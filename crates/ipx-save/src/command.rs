use crate::error::SaveError;
use crate::parser::parse_iptables_save_async;
use ipx_core::{CollectorConfig, Tables};
use std::process::Stdio;
use tokio::io::{AsyncReadExt, BufReader};
use tokio::process::Command;

/// Runs the save binary and parses its output while it is being written.
#[derive(Debug, Clone, PartialEq, Eq)]
pub struct SaveCommand {
    program: String,
    args: Vec<String>,
}

impl SaveCommand {
    pub fn new(program: &str, args: &[&str]) -> Self {
        Self {
            program: program.to_string(),
            args: args.iter().map(|a| a.to_string()).collect(),
        }
    }

    pub fn from_config(config: &CollectorConfig) -> Self {
        Self {
            program: config.command.clone(),
            args: config.args.clone(),
        }
    }

    pub fn program(&self) -> &str {
        &self.program
    }

    /// Run one collection cycle.
    ///
    /// A read failure kills the process and is returned as is. Otherwise a
    /// non-zero exit wins over a parse failure, since a truncated dump is
    /// most likely a symptom of the failed process.
    pub async fn collect(&self) -> Result<Tables, SaveError> {
        tracing::debug!(command = %self.program, args = ?self.args, "running save command");

        let mut child = Command::new(&self.program)
            .args(&self.args)
            .stdin(Stdio::null())
            .stdout(Stdio::piped())
            .stderr(Stdio::piped())
            .kill_on_drop(true)
            .spawn()
            .map_err(|source| {
                tracing::error!(command = %self.program, err = %source, "failed to start save command");
                SaveError::Spawn {
                    command: self.program.clone(),
                    source,
                }
            })?;

        let stdout = child
            .stdout
            .take()
            .ok_or_else(|| SaveError::Read(std::io::Error::other("stdout was not captured")))?;

        // drain stderr on its own task so a chatty process cannot block on a full pipe
        let stderr_task = child.stderr.take().map(|mut stderr| {
            tokio::spawn(async move {
                let mut buf = String::new();
                let _ = stderr.read_to_string(&mut buf).await;
                buf
            })
        });

        let parsed = parse_iptables_save_async(BufReader::new(stdout)).await;
        if matches!(parsed, Err(SaveError::Read(_))) {
            // nobody reads the pipe anymore; the kill status says nothing
            // about the process, so the read error is what gets reported
            let _ = child.start_kill();
            let _ = child.wait().await;
            return parsed;
        }

        let status = child.wait().await.map_err(|source| {
            tracing::error!(command = %self.program, err = %source, "failed to wait for save command");
            SaveError::Wait {
                command: self.program.clone(),
                source,
            }
        })?;

        let stderr = match stderr_task {
            Some(task) => task.await.unwrap_or_default(),
            None => String::new(),
        };

        if !status.success() {
            let stderr = stderr.trim().to_string();
            tracing::error!(
                command = %self.program,
                status = %status,
                stderr = %stderr,
                "save command encountered failure"
            );
            return Err(SaveError::Exit {
                command: self.program.clone(),
                status,
                stderr,
            });
        }

        parsed
    }
}

impl Default for SaveCommand {
    fn default() -> Self {
        Self::from_config(&CollectorConfig::default())
    }
}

---*---

* About this task
Produce an exact copy of the entries above.

* The completed task
filename crates/ipx-save/src/command.rs
use crate::error::SaveError;
use crate::parser::parse_iptables_save_async;
use ipx_core::{CollectorConfig, Tables};
use std::process::Stdio;
use tokio::io::{AsyncReadExt, BufReader};
use tokio::process::Command;

/// Runs the save binary and parses its output while it is being written.
#[derive(Debug, Clone, PartialEq, Eq)]
pub struct SaveCommand {
    program: String,
    args: Vec<String>,
}

impl SaveCommand {
    pub fn new(program: &str, args: &[&str]) -> Self {
        Self {
            program: program.to_string(),
            args: args.iter().map(|a| a.to_string()).collect(),
        }
    }

    pub fn from_config(config: &CollectorConfig) -> Self {
        Self {
            program: config.command.clone(),
            args: config.args.clone(),
        }
    }

    pub fn program(&self) -> &str {
        &self.program
    }

    /// Run one collection cycle.
    ///
    /// A read failure kills the process and is returned as is. Otherwise a
    /// non-zero exit wins over a parse failure, since a truncated dump is
    /// most likely a symptom of the failed process.
    pub async fn collect(&self) -> Result<Tables, SaveError> {
        tracing::debug!(command = %self.program, args = ?self.args, "running save command");

        let mut child = Command::new(&self.program)
            .args(&self.args)
            .stdin(Stdio::null())
            .stdout(Stdio::piped())
            .stderr(Stdio::piped())
            .kill_on_drop(true)
            .spawn()
            .map_err(|source| {
                tracing::error!(command = %self.program, err = %source, "failed to start save command");
                SaveError::Spawn {
                    command: self.program.clone(),
                    source,
                }
            })?;

        let stdout = child
            .stdout
            .take()
            .ok_or_else(|| SaveError::Read(std::io::Error::other("stdout was not captured")))?;

        // drain stderr on its own task so a chatty process cannot block on a full pipe
        let stderr_task = child.stderr.take().map(|mut stderr| {
            tokio::spawn(async move {
                let mut buf = String::new();
                let _ = stderr.read_to_string(&mut buf).await;
                buf
            })
        });

        let parsed = parse_iptables_save_async(BufReader::new(stdout)).await;
        if matches!(parsed, Err(SaveError::Read(_))) {
            // nobody reads the pipe anymore; the kill status says nothing
            // about the process, so the read error is what gets reported
            let _ = child.start_kill();
            let _ = child.wait().await;
            return parsed;
        }

        let status = child.wait().await.map_err(|source| {
            tracing::error!(command = %self.program, err = %source, "failed to wait for save command");
            SaveError::Wait {
                command: self.program.clone(),
                source,
            }
        })?;

        let stderr = match stderr_task {
            Some(task) => task.await.unwrap_or_default(),
            None => String::new(),
        };

        if !status.success() {
            let stderr = stderr.trim().to_string();
            tracing::error!(
                command = %self.program,
                status = %status,
                stderr = %stderr,
                "save command encountered failure"
            );
            return Err(SaveError::Exit {
                command: self.program.clone(),
                status,
                stderr,
            });
        }

        parsed
    }
}

impl Default for SaveCommand {
    fn default() -> Self {
        Self::from_config(&CollectorConfig::default())
    }
}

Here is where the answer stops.